= WHAT THE TASK ASKS =
Look below for the lines from the one with "repository 9b0c98b9e8ad4d19" to the one with "Enable verbose logging", and copy exactly those lines, both ends included.

= INFORMATION PROVIDED =
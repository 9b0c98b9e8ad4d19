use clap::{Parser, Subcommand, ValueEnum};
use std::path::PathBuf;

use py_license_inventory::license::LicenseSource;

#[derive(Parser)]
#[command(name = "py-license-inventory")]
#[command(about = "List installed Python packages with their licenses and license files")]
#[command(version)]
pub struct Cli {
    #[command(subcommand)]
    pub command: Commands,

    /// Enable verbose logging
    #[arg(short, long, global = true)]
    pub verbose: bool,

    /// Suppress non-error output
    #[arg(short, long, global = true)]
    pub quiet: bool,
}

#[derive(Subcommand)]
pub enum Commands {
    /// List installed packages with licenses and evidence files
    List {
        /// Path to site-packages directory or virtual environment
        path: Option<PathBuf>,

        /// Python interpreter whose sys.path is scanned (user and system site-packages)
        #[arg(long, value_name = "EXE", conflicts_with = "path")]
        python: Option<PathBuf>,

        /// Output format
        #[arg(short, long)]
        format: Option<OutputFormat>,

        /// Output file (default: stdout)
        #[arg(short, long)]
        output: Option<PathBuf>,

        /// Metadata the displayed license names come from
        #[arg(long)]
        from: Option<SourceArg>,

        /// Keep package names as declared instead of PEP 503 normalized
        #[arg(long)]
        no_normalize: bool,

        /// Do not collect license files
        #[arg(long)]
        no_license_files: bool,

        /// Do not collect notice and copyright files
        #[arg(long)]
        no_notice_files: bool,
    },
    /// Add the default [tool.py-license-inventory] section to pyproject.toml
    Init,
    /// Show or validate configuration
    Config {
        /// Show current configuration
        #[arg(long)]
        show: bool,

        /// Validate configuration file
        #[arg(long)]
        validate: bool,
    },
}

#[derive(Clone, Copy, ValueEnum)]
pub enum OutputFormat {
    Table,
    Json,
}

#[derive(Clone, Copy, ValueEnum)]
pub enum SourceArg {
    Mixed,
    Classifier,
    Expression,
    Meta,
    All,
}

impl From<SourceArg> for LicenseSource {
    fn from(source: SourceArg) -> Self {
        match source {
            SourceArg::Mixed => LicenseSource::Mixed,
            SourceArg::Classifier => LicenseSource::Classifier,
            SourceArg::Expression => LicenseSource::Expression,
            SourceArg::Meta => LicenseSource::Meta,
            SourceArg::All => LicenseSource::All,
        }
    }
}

...

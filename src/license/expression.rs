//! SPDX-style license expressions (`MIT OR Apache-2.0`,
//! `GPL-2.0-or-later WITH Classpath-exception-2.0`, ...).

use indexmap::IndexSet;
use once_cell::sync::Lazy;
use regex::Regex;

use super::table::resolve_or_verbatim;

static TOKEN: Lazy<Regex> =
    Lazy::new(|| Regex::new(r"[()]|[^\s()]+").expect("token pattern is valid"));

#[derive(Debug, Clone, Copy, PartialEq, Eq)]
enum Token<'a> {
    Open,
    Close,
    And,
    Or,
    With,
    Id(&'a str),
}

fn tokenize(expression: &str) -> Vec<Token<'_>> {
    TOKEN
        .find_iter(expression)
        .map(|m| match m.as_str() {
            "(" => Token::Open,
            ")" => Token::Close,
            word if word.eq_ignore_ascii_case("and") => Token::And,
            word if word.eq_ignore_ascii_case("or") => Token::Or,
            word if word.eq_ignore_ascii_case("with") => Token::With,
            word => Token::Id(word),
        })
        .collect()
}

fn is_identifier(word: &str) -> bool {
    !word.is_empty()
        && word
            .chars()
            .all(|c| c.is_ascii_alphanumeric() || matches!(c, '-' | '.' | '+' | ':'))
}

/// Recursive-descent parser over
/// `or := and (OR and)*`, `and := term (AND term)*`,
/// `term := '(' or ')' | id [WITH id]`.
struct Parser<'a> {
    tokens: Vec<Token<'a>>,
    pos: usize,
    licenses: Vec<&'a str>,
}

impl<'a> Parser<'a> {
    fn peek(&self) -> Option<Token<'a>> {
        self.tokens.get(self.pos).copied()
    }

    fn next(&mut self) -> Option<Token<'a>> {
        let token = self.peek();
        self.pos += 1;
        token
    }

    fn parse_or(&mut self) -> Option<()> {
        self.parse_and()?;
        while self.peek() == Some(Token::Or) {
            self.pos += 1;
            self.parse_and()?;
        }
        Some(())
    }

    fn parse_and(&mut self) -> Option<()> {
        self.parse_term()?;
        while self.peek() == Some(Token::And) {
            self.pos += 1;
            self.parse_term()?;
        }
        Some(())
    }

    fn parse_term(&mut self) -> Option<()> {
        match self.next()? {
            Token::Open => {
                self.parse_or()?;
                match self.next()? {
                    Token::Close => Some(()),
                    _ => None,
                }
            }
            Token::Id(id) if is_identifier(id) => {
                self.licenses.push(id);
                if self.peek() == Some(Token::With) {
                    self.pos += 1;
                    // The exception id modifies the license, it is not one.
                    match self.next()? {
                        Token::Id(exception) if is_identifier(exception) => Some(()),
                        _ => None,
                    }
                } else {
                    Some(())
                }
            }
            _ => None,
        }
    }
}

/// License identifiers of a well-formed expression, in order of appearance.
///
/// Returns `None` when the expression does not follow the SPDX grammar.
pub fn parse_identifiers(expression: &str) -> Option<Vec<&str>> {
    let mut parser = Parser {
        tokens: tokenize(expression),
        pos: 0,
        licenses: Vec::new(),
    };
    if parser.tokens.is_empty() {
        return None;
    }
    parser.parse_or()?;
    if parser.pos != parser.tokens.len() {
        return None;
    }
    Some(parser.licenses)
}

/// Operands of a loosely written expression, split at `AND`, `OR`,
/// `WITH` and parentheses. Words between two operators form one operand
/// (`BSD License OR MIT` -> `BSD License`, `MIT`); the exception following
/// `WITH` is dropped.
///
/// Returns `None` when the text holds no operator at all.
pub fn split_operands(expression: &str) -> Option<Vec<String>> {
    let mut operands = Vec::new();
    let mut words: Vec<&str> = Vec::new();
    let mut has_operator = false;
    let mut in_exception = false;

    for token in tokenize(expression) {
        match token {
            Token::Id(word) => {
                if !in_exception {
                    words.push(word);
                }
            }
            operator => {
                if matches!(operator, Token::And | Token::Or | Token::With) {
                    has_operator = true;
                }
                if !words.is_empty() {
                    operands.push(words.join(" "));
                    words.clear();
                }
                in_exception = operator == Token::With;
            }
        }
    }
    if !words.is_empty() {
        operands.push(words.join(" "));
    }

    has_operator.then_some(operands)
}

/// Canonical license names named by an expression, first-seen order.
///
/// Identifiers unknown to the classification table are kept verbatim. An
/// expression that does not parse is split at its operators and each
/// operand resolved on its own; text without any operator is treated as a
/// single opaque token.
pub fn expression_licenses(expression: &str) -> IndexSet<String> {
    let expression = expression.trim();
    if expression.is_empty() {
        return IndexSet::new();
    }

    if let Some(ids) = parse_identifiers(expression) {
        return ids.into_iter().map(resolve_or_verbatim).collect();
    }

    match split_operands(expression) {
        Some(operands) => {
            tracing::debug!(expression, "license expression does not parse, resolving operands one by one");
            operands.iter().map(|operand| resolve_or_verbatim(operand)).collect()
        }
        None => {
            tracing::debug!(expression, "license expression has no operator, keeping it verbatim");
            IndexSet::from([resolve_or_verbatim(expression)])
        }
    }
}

= TASK SOLUTION =
repository 9b0c98b9e8ad4d19
use clap::{Parser, Subcommand, ValueEnum};
use std::path::PathBuf;

use py_license_inventory::license::LicenseSource;

#[derive(Parser)]
#[command(name = "py-license-inventory")]
#[command(about = "List installed Python packages with their licenses and license files")]
#[command(version)]
pub struct Cli {
    #[command(subcommand)]
    pub command: Commands,

    /// Enable verbose logging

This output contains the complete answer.